The report – Industrial Decarbonization Roadmap – showed four paths the DOE described as key to reducing industrial emissions in American manufacturing. These four pathways included:

  • Energy efficiency: deemed the most cost-effective option in the near-term, this would include smart manufacturing and advanced data analytics
  • Industrial electrification: utilizing advancements in low-carbon electricity from grid and onsite renewable generation sources
  • Low carbon fuels, feedstocks, and energy sources (LCFFES): substituting low and no-carbon fuel and feedstocks through things like biofuels and bio feedstocks
  • Carbon capture, utilization, and storage (CCUS): permanent geologic storage and developing processes to utilize captured CO2 to create new materials

“America’s industrial sector is critical to our economy and daily lives, yet it currently accounts for an enormous portion of greenhouse gas emissions and is particularly difficult to decarbonize,” U.S. Secretary of Energy Jennifer Granholm said. “DOE’s Industrial Decarbonization Roadmap will help put the nation on the path to achieving President Biden’s agenda of a cleaner industrial sector that benefits workers and revitalizes communities while providing a healthier environment for all Americans.”

Separately, the $104 million was set up as a funding opportunity to bolster industrial decarbonization technologies. Applicants should apply any of the pathways to energy-intensive industries and demonstrate how decarbonization technologies could impact them. Concept papers are due by Oct. 12, 2022, but final applications have until Dec. 20, 2022.
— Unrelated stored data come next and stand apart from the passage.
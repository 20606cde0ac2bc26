pub struct RemotePath;

impl RemotePath {
    /// Standardize a remote path: forward slashes, one leading slash, no
    /// duplicate or trailing separators.
    pub fn normalize(path: &str) -> String {
        let replaced = path.replace('\\', "/");
        let segments: Vec<&str> = replaced
            .split('/')
            .filter(|s| !s.is_empty() && *s != ".")
            .collect();
        format!("/{}", segments.join("/"))
    }

    /// Reject traversal segments; the server root must never be escaped.
    pub fn verify_safe(path: &str) -> bool {
        !path.replace('\\', "/").split('/').any(|s| s == "..")
    }

    pub fn segments(path: &str) -> Vec<String> {
        Self::normalize(path)
            .split('/')
            .filter(|s| !s.is_empty())
            .map(str::to_string)
            .collect()
    }

    /// Parent collection of a normalized path. The root is its own parent.
    pub fn parent(path: &str) -> String {
        let normalized = Self::normalize(path);
        match normalized.rfind('/') {
            Some(0) | None => "/".to_string(),
            Some(idx) => normalized[..idx].to_string(),
        }
    }

    pub fn file_name(path: &str) -> Option<String> {
        Self::segments(path).pop()
    }

    /// Name used when the server copy of a conflicted file is kept next to
    /// the local one: `report.pdf` -> `report (conflicted copy 2024-05-01 101500).pdf`.
    pub fn conflicted_copy_name(file_name: &str, stamp: &str) -> String {
        match file_name.rfind('.') {
            Some(idx) if idx > 0 => format!(
                "{} (conflicted copy {stamp}){}",
                &file_name[..idx],
                &file_name[idx..]
            ),
            _ => format!("{file_name} (conflicted copy {stamp})"),
        }
    }
}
According to the DOE, the industrial sector remains one of the most difficult areas to decarbonize. As of last year, it accounted for one-third of all domestic greenhouse gas emissions. As a result, the Roadmap centered on five energy-intensive sectors therein: iron/steel, cement/concrete, food/beverage, chemical manufacturing, and petroleum refining. Together, they account for more than 50 percent of the energy-related CO2 emissions from the industrial sector.
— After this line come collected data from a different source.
mod common;

use axum::http::StatusCode;
use common::{fast_options, utf8_tempdir, write_source, DavServer, DavState};
use std::sync::Arc;
use stratus_core::{ServerCapabilities, TransferRecord};
use stratus_infra::{probe_tus, RequestContext};
use stratus_persistence::{MemoryTransferStore, TransferRecordStore};
use stratus_pipeline::{
    Downloader, ProgressReporter, Strategy, StrategySelector, TransferEnv, TransferError,
    TransferScope,
};
use tokio_util::sync::CancellationToken;

fn scope(record: &TransferRecord) -> TransferScope {
    TransferScope::new(
        CancellationToken::new(),
        ProgressReporter::silent(record.id.clone(), record.size),
    )
}

async fn capabilities(env: &TransferEnv, chunking: bool) -> ServerCapabilities {
    let root = env.endpoints.parent_collection_url("/", None).unwrap();
    let tus = probe_tus(env.client.as_ref(), root, &RequestContext::default())
        .await
        .unwrap();
    ServerCapabilities { chunking, tus }
}

fn upload_record(env: &TransferEnv, source: &camino::Utf8Path, remote: &str, size: u64) -> TransferRecord {
    let record = TransferRecord::new_upload(
        "alice",
        source.as_str(),
        remote,
        "application/octet-stream",
        size,
    );
    env.store.insert(&record).unwrap();
    record
}

#[tokio::test]
async fn rejected_session_create_falls_back_to_chunked_assembly() {
    let mut state = DavState::default();
    state.create_status = Some(StatusCode::PRECONDITION_FAILED);
    let server = DavServer::with_state(state).await;
    let (_dir, root) = utf8_tempdir();
    let content: Vec<u8> = (0..35u8).collect();
    let source = write_source(&root, "report.pdf", &content);

    let env = TransferEnv::new(
        server.client(None),
        Arc::new(MemoryTransferStore::new()),
        server.endpoints(),
        fast_options(),
    );
    let caps = capabilities(&env, true).await;
    assert!(caps.tus.is_some());
    let record = upload_record(&env, &source, "/docs/report.pdf", 35);

    let outcome = StrategySelector::new(&env)
        .upload(&record, &caps, &scope(&record))
        .await
        .unwrap();

    assert_eq!(outcome.strategy, Strategy::Chunked);
    assert_eq!(outcome.fallback_from, Some(Strategy::Tus));
    assert_eq!(server.file("/docs/report.pdf"), Some(content));

    let state = server.state();
    assert_eq!(state.count("POST"), 1);
    assert_eq!(state.count("MKCOL"), 1);
    assert_eq!(state.count("PUT"), 4);
    assert_eq!(state.count("MOVE"), 1);
    assert!(state.staging.is_empty());
    drop(state);
    assert!(env.store.get(&record.id).unwrap().unwrap().session.is_none());
}

#[tokio::test]
async fn servers_without_tus_get_chunked_uploads() {
    let mut state = DavState::default();
    state.tus_enabled = false;
    let server = DavServer::with_state(state).await;
    let (_dir, root) = utf8_tempdir();
    let content = vec![3u8; 21];
    let source = write_source(&root, "plain.bin", &content);

    let env = TransferEnv::new(
        server.client(None),
        Arc::new(MemoryTransferStore::new()),
        server.endpoints(),
        fast_options(),
    );
    let caps = capabilities(&env, true).await;
    assert!(caps.tus.is_none());
    let record = upload_record(&env, &source, "/plain.bin", 21);

    let outcome = StrategySelector::new(&env)
        .upload(&record, &caps, &scope(&record))
        .await
        .unwrap();

    assert_eq!(outcome.strategy, Strategy::Chunked);
    assert_eq!(outcome.fallback_from, None);
    assert_eq!(server.state().count("POST"), 0);
    assert_eq!(server.file("/plain.bin"), Some(content));
}

#[tokio::test]
async fn small_files_use_one_put() {
    let server = DavServer::start().await;
    let (_dir, root) = utf8_tempdir();
    let source = write_source(&root, "note.txt", b"hello");

    let env = TransferEnv::new(
        server.client(None),
        Arc::new(MemoryTransferStore::new()),
        server.endpoints(),
        fast_options(),
    );
    let caps = capabilities(&env, true).await;
    let record = upload_record(&env, &source, "/notes/note.txt", 5);

    let outcome = StrategySelector::new(&env)
        .upload(&record, &caps, &scope(&record))
        .await
        .unwrap();

    assert_eq!(outcome.strategy, Strategy::SinglePut);
    assert!(outcome.etag.is_some());
    assert_eq!(server.file("/notes/note.txt"), Some(b"hello".to_vec()));
}

#[tokio::test]
async fn download_lands_atomically() {
    let server = DavServer::start().await;
    server.seed_file("/photos/cat.jpg", b"meow meow");
    let (_dir, root) = utf8_tempdir();
    let dest = root.join("out").join("cat.jpg");

    let env = TransferEnv::new(
        server.client(None),
        Arc::new(MemoryTransferStore::new()),
        server.endpoints(),
        fast_options(),
    );
    let record = TransferRecord::new_download("alice", "/photos/cat.jpg", dest.as_str(), 9);
    env.store.insert(&record).unwrap();

    let outcome = Downloader::new(&env)
        .download(&record, &scope(&record))
        .await
        .unwrap();

    assert_eq!(outcome.bytes, 9);
    assert!(outcome.etag.is_some());
    assert_eq!(std::fs::read(&dest).unwrap(), b"meow meow");
    assert!(!root.join("out").join("cat.jpg.part").exists());
}

#[tokio::test]
async fn missing_remote_file_is_reported() {
    let server = DavServer::start().await;
    let (_dir, root) = utf8_tempdir();
    let dest = root.join("gone.txt");

    let env = TransferEnv::new(
        server.client(None),
        Arc::new(MemoryTransferStore::new()),
        server.endpoints(),
        fast_options(),
    );
    let record = TransferRecord::new_download("alice", "/gone.txt", dest.as_str(), 0);

    let err = Downloader::new(&env)
        .download(&record, &scope(&record))
        .await
        .unwrap_err();

    assert!(matches!(err, TransferError::RemoteNotFound { .. }));
    assert!(!dest.exists());
    assert!(!root.join("gone.txt.part").exists());
}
In response to the new report, Ed Rightor, industrial program director for the American Council for an Energy-Efficient Economy (ACEEE) and co-chair of the report’s development team, said in a statement that addressing these greenhouse gas emissions would require a common plan – and the roadmap was a jump start for such efforts.

“The U.S. has supported research and development of clean industrial technologies for years, and while that remains critical, it’s not enough to meet the climate challenge,” Rightor said. “The plan released today from the Department of Energy embodies a bolder approach, where it will work with companies to demonstrate and deploy low-carbon industrial technologies to scale. It’s a more ambitious strategy, grounded in a cohesive approach incorporating partnership opportunities for industry to accelerate decarbonization.”

Among recommendations from the team were to advance early-stage research and development efforts, invest in multiple strategies for decarbonization, demonstrate and scale-up efforts, and undertake modeling and system analyses to chart lifecycles and techno-economic value.